Note how many lines of the material that follows include the string "subscribers", and state only that number.
-- Opening Marker --
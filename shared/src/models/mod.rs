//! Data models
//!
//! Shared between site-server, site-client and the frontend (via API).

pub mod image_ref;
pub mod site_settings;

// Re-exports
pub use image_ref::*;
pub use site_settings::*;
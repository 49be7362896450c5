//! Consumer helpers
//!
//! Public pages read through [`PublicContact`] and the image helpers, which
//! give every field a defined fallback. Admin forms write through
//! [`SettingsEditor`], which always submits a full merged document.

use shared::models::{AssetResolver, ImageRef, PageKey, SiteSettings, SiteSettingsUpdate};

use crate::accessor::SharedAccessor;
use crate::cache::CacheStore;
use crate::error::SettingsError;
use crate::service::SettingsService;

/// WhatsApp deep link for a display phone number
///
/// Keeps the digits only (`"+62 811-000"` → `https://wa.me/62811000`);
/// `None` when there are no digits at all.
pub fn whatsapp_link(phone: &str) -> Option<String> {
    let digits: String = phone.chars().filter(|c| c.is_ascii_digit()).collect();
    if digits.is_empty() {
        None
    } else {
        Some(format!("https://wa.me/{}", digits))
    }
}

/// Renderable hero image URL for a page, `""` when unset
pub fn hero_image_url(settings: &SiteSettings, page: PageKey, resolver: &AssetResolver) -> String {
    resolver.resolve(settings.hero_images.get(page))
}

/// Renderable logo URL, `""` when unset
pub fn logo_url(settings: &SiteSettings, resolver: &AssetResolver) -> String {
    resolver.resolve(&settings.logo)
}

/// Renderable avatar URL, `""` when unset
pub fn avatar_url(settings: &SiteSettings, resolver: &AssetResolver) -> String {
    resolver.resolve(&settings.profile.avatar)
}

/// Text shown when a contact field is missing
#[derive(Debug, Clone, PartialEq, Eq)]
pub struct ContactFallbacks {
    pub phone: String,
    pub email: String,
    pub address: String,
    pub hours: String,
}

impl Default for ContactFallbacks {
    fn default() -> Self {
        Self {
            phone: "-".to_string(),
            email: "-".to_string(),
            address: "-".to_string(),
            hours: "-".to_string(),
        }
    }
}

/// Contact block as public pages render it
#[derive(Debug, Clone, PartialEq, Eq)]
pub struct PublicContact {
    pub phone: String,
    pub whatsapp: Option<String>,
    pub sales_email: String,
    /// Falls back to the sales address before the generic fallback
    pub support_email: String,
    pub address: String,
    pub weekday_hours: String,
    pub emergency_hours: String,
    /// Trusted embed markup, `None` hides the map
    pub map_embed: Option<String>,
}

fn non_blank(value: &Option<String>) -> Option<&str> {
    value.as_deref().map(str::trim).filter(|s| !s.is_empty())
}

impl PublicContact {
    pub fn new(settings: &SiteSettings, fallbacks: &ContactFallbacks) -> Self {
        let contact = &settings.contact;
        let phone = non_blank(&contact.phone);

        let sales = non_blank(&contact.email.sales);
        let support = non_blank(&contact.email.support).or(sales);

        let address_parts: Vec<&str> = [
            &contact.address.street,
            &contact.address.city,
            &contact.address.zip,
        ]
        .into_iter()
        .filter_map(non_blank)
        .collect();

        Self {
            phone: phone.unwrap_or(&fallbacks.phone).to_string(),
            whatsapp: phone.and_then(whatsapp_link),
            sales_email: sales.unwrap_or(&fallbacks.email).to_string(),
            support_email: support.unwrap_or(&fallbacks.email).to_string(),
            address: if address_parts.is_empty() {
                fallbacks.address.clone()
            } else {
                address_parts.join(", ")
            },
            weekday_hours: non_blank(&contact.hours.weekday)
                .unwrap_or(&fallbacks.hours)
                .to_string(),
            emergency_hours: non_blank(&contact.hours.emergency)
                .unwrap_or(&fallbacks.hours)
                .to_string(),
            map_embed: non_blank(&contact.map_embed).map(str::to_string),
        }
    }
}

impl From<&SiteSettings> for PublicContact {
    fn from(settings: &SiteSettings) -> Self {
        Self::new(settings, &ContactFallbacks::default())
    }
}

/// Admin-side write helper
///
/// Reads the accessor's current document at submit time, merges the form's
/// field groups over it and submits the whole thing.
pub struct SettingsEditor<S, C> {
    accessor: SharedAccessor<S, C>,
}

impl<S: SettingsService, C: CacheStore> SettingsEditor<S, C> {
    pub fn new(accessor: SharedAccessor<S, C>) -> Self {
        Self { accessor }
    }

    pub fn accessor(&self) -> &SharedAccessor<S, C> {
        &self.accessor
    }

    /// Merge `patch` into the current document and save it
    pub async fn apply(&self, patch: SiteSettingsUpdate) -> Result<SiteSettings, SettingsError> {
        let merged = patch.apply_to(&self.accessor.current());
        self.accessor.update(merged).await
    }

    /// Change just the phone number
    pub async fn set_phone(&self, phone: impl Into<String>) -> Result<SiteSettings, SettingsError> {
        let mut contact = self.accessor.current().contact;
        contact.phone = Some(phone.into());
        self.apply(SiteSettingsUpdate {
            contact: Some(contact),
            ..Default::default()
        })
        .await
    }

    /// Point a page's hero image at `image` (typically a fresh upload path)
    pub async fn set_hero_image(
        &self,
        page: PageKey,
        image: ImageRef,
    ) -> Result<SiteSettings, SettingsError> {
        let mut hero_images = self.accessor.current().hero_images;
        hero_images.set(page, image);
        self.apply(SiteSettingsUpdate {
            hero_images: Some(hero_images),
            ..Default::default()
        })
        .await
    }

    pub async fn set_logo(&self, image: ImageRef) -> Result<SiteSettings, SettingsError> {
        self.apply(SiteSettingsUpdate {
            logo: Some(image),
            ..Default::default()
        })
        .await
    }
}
-- Closing Marker --
-- Opening Marker --
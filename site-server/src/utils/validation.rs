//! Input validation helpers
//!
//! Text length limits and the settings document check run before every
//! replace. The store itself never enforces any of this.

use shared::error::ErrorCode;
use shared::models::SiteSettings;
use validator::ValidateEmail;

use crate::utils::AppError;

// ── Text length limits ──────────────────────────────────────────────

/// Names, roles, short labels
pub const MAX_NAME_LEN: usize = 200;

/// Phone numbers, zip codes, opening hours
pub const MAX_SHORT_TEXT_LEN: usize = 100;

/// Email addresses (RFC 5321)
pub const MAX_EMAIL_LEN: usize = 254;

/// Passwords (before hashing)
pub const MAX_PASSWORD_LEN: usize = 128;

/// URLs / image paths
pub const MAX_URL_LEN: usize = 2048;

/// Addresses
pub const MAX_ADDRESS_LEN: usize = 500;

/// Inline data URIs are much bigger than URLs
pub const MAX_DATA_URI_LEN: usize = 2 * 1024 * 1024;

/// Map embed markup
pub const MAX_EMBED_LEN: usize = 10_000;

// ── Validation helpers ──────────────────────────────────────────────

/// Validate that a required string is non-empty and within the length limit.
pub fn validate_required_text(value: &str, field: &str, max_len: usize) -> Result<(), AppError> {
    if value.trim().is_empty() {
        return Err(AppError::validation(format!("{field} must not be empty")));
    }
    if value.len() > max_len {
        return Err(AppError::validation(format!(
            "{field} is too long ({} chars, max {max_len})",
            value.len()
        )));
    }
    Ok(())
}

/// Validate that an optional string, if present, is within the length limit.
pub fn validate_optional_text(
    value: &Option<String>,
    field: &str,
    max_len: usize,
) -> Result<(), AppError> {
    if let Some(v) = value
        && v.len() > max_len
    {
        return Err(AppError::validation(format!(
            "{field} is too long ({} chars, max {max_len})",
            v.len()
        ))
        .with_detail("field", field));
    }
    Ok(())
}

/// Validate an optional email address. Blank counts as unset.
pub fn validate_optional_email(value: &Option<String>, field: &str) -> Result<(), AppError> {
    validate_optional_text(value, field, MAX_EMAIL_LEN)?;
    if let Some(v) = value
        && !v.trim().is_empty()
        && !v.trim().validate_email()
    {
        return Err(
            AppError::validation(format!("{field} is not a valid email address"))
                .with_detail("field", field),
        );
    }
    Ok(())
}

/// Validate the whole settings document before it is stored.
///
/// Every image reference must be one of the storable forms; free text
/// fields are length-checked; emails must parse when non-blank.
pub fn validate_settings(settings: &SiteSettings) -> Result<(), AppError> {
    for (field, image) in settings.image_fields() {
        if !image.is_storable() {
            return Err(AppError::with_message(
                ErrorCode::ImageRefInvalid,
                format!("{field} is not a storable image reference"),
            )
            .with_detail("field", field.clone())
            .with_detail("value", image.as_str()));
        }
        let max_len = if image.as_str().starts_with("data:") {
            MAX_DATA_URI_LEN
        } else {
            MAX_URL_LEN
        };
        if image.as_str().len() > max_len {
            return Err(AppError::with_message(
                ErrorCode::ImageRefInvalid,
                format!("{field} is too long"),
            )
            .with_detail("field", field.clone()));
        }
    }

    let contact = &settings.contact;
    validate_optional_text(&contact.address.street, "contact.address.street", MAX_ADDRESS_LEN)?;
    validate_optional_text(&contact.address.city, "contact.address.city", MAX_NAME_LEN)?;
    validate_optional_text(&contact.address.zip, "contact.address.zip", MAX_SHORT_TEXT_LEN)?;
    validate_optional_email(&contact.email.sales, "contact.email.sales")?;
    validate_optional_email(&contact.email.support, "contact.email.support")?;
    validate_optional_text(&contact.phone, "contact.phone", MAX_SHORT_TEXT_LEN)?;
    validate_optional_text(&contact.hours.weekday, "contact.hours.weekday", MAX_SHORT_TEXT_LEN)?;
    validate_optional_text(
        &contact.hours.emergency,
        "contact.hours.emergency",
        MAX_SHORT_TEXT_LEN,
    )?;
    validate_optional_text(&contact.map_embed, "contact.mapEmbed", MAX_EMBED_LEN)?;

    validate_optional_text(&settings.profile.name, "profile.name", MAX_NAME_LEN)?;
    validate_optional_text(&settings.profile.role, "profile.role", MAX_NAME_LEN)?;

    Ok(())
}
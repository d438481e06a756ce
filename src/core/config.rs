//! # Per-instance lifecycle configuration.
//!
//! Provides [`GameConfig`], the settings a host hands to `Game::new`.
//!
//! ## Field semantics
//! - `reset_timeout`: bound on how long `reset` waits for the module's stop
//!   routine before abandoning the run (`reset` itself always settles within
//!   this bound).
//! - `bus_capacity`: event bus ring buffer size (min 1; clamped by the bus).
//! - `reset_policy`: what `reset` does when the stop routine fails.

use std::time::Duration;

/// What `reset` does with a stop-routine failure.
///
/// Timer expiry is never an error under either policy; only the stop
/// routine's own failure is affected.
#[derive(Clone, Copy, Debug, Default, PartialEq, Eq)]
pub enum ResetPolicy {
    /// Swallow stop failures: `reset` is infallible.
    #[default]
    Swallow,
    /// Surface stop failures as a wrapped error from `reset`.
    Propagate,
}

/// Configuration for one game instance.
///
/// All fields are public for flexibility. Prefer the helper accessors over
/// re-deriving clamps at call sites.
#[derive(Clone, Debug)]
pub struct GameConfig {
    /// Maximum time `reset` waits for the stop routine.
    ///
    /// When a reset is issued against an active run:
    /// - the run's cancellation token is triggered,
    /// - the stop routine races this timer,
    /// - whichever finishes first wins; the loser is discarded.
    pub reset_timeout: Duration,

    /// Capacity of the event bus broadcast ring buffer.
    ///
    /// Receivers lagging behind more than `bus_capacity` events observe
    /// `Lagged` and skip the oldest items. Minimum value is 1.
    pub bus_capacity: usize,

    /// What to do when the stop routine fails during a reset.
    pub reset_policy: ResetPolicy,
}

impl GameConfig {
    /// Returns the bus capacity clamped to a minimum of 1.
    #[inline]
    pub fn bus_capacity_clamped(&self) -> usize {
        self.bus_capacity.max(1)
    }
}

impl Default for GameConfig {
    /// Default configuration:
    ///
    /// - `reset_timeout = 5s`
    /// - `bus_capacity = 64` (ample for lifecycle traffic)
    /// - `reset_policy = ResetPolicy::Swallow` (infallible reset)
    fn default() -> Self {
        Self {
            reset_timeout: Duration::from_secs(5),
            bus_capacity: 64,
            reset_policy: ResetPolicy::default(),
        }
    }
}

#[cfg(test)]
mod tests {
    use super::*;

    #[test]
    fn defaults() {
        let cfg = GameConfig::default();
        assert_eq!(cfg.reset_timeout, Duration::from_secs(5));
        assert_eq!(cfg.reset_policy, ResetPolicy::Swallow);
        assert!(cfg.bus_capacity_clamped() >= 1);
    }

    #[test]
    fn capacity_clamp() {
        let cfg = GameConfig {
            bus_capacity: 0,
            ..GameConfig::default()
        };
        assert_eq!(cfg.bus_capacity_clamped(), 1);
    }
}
-- Closing Marker --
-- Opening Marker --
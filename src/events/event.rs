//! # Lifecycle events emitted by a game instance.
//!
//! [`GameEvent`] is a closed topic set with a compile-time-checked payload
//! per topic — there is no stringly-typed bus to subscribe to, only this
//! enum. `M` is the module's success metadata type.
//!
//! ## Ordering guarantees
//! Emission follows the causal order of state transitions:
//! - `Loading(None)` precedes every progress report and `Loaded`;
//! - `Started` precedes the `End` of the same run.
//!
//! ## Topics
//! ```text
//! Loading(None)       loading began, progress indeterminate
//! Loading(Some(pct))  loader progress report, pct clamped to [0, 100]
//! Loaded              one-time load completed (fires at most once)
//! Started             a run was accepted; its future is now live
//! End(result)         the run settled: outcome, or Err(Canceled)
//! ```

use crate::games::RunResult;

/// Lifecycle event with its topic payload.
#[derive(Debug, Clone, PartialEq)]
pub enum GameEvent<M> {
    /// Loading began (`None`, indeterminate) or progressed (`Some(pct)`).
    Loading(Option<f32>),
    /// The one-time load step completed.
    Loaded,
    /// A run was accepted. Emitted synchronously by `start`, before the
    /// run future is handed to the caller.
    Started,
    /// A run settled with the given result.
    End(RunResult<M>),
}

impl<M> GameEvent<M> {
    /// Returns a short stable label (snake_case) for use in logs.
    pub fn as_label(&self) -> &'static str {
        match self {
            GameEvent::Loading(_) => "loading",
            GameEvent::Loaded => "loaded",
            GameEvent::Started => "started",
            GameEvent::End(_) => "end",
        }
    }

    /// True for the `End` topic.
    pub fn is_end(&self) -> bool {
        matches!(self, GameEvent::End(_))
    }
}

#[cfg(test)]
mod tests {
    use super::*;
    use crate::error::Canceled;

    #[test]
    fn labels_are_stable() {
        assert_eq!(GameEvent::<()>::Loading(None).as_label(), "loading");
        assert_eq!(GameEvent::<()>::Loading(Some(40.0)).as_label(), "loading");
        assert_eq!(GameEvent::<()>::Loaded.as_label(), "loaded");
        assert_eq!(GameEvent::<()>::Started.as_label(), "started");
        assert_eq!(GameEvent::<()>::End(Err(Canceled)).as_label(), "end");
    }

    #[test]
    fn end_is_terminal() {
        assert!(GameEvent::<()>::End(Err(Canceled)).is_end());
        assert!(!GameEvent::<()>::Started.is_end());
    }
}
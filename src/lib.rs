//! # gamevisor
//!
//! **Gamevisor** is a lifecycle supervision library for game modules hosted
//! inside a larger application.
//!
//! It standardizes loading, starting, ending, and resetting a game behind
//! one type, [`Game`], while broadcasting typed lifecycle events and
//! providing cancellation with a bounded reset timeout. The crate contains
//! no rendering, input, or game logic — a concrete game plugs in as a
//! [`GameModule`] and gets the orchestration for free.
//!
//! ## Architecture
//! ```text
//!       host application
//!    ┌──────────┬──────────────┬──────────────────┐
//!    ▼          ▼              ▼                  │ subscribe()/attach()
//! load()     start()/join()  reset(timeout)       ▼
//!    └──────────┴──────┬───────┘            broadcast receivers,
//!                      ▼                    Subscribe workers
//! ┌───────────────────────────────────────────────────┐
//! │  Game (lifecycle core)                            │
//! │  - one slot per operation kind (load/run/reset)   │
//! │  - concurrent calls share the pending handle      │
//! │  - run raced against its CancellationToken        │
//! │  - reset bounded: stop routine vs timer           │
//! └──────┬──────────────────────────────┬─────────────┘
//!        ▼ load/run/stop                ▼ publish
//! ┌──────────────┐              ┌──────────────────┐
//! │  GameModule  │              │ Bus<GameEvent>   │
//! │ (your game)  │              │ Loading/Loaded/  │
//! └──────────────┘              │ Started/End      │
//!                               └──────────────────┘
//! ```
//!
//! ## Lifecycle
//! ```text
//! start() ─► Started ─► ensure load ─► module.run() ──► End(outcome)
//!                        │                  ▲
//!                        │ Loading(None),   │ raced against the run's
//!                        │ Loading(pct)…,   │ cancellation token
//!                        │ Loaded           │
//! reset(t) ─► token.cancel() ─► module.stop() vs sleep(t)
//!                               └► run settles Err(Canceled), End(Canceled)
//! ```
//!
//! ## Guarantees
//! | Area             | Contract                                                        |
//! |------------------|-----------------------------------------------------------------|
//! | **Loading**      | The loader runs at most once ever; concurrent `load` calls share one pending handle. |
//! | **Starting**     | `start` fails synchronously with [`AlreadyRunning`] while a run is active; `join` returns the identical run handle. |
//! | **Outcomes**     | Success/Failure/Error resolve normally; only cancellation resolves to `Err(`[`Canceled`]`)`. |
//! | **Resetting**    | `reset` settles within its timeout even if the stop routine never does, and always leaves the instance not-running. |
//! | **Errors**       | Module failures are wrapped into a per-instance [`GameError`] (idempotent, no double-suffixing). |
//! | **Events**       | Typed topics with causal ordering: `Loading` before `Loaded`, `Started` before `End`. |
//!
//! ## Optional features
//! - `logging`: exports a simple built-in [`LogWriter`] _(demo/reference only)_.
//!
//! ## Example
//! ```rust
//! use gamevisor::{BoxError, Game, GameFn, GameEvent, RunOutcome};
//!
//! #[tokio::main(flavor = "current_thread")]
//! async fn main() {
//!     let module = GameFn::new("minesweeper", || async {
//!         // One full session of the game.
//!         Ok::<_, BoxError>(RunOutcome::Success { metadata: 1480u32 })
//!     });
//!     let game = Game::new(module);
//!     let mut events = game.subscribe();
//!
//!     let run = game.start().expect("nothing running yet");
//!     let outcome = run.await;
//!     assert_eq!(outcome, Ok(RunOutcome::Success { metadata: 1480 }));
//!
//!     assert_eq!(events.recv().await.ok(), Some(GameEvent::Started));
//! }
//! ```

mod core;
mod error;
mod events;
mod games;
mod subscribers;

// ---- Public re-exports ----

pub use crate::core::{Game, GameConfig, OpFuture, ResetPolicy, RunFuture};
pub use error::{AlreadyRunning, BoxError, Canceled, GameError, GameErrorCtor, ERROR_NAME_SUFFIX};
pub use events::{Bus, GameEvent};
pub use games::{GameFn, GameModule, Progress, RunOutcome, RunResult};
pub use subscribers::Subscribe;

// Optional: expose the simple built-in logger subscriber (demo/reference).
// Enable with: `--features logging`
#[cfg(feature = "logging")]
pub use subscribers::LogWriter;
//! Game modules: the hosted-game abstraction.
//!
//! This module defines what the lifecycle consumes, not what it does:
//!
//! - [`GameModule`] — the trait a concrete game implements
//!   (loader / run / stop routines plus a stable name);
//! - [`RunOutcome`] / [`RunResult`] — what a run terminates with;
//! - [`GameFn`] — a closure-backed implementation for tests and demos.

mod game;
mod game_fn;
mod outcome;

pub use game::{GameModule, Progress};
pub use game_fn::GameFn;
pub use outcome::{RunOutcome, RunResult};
-- Closing Marker --
Task answer
3